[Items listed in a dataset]

______

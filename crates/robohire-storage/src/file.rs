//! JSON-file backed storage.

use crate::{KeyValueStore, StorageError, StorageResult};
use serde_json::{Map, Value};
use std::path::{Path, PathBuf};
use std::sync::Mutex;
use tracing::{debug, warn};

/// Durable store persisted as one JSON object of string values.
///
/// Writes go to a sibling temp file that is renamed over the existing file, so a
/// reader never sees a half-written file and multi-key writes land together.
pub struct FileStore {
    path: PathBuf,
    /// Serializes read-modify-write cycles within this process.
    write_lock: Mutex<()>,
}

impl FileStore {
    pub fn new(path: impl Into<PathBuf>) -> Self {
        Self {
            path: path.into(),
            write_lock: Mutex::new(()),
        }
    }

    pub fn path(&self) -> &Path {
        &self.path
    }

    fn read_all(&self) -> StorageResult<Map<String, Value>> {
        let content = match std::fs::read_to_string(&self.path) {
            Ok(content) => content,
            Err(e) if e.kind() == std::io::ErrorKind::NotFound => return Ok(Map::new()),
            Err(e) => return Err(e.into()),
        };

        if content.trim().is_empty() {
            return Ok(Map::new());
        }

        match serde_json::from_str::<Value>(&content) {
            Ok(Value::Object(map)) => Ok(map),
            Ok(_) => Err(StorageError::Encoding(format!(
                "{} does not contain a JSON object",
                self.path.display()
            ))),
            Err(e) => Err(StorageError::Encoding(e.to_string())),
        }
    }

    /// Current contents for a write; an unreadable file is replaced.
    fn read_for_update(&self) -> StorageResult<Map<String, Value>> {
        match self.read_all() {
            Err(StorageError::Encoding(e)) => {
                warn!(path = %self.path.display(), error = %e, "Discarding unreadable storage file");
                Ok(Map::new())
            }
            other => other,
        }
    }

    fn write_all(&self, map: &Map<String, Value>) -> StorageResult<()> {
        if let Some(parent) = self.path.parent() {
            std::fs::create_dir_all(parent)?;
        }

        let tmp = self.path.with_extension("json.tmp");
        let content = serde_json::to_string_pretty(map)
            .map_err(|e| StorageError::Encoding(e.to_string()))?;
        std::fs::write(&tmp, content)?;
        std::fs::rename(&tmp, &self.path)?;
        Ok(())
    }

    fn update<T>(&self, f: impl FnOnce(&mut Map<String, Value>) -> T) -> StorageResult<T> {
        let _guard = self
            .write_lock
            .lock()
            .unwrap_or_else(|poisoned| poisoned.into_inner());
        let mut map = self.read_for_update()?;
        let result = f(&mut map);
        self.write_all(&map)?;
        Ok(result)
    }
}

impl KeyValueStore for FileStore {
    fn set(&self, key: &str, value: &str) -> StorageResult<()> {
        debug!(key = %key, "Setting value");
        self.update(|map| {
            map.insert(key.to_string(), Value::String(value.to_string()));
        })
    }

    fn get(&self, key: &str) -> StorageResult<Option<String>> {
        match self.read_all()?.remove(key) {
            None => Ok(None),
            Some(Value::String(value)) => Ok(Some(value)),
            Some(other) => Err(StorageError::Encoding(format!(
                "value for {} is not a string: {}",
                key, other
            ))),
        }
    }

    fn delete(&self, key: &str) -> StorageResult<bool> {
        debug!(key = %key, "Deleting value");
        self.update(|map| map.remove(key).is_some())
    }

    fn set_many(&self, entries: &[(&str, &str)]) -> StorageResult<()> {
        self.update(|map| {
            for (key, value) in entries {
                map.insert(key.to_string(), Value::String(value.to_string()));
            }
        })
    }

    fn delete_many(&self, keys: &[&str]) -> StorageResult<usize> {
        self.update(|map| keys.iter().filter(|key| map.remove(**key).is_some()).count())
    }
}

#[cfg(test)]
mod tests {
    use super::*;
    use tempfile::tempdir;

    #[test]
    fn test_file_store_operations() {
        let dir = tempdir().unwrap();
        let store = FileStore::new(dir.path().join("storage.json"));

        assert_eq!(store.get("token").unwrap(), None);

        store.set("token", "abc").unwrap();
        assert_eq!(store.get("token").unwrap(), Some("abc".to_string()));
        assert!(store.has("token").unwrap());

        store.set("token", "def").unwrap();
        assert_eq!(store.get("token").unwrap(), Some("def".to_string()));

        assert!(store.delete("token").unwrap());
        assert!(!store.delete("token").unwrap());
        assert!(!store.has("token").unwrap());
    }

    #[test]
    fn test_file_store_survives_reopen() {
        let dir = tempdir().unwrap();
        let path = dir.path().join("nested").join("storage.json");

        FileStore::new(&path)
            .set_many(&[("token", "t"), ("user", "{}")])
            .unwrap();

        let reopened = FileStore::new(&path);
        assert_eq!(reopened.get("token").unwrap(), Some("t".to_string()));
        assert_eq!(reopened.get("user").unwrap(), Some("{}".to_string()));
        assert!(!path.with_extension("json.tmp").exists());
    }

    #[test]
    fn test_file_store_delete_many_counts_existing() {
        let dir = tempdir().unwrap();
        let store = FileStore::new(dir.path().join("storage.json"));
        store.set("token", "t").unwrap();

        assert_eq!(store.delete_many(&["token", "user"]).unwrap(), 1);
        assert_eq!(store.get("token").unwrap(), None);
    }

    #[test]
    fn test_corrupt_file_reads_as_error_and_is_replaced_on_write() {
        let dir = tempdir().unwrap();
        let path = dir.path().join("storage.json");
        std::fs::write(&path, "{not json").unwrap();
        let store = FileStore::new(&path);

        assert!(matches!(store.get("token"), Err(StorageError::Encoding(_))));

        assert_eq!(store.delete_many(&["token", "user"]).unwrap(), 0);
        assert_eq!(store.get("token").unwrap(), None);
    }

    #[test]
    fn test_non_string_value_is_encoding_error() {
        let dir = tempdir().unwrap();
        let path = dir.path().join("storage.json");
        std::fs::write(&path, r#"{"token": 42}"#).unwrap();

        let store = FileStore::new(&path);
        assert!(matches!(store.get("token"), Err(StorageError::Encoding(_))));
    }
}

______

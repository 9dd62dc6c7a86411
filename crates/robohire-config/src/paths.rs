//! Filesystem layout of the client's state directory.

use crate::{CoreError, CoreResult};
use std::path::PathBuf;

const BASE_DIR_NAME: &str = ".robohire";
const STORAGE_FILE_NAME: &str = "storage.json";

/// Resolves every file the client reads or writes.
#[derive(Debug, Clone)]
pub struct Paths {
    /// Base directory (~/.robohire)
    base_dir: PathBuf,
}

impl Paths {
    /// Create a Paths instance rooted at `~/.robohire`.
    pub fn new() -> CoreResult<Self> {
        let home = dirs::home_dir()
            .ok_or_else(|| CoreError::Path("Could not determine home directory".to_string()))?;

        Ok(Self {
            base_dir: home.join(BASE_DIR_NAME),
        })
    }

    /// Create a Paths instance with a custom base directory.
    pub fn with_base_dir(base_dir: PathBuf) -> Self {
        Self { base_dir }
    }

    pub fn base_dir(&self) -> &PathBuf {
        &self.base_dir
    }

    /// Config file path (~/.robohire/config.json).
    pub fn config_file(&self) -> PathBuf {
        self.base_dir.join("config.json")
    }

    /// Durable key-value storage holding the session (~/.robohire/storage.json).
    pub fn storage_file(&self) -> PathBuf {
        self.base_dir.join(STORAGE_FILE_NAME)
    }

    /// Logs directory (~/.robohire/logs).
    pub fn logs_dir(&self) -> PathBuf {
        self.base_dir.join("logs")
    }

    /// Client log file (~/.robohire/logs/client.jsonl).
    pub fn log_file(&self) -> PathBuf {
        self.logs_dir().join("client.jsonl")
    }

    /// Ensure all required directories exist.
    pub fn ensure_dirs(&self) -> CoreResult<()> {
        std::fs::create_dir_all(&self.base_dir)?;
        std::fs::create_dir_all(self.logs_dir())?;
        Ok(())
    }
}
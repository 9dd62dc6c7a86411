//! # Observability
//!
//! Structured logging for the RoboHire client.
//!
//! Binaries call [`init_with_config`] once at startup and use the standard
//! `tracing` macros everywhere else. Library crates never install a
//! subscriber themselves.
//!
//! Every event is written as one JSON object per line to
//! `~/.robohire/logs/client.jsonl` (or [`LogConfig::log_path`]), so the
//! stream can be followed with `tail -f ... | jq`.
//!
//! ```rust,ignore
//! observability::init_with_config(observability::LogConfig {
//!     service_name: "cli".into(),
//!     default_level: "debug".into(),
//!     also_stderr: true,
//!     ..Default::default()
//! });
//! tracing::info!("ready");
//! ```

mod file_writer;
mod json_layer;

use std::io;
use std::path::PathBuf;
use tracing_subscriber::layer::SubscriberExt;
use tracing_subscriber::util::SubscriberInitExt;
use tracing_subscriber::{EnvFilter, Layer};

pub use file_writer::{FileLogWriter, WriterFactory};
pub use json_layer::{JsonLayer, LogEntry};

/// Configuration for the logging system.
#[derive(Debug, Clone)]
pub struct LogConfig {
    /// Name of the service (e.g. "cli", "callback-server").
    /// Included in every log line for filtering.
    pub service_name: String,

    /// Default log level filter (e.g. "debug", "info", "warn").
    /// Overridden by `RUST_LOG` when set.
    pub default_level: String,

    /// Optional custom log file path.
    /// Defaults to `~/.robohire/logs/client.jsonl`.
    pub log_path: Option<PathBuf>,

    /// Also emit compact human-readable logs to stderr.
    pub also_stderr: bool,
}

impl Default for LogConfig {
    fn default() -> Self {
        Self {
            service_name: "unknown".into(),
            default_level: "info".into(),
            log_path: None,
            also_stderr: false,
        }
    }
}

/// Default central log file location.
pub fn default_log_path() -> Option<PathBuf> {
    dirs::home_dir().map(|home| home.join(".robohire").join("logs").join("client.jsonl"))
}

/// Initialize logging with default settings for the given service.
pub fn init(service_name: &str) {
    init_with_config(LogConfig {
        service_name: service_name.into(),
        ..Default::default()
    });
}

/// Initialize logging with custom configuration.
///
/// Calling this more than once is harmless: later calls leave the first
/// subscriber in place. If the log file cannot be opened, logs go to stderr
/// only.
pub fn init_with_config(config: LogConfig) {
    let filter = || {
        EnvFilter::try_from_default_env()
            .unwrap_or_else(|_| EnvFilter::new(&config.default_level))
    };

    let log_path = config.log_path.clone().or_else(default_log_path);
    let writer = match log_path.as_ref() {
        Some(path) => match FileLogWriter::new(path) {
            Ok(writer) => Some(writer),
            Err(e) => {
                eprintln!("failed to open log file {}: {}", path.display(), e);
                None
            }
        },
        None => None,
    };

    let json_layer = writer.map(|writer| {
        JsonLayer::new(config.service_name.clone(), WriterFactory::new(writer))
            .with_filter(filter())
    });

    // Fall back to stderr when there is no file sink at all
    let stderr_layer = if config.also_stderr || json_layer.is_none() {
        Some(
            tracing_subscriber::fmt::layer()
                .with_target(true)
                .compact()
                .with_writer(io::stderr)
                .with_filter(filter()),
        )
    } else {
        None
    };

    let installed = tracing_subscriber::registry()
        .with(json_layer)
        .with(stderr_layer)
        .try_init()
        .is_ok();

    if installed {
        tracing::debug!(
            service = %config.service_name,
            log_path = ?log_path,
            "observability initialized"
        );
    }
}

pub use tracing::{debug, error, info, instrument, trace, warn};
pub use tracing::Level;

______

• What is needed
Once you reach the line with "writes land together." in the data above, copy it and every line after it exactly, up to and including the line with "does not contain".

• Answer section
/// reader never sees a half-written file and multi-key writes land together.
pub struct FileStore {
    path: PathBuf,
    /// Serializes read-modify-write cycles within this process.
    write_lock: Mutex<()>,
}

impl FileStore {
    pub fn new(path: impl Into<PathBuf>) -> Self {
        Self {
            path: path.into(),
            write_lock: Mutex::new(()),
        }
    }

    pub fn path(&self) -> &Path {
        &self.path
    }

    fn read_all(&self) -> StorageResult<Map<String, Value>> {
        let content = match std::fs::read_to_string(&self.path) {
            Ok(content) => content,
            Err(e) if e.kind() == std::io::ErrorKind::NotFound => return Ok(Map::new()),
            Err(e) => return Err(e.into()),
        };

        if content.trim().is_empty() {
            return Ok(Map::new());
        }

        match serde_json::from_str::<Value>(&content) {
            Ok(Value::Object(map)) => Ok(map),
            Ok(_) => Err(StorageError::Encoding(format!(
                "{} does not contain a JSON object",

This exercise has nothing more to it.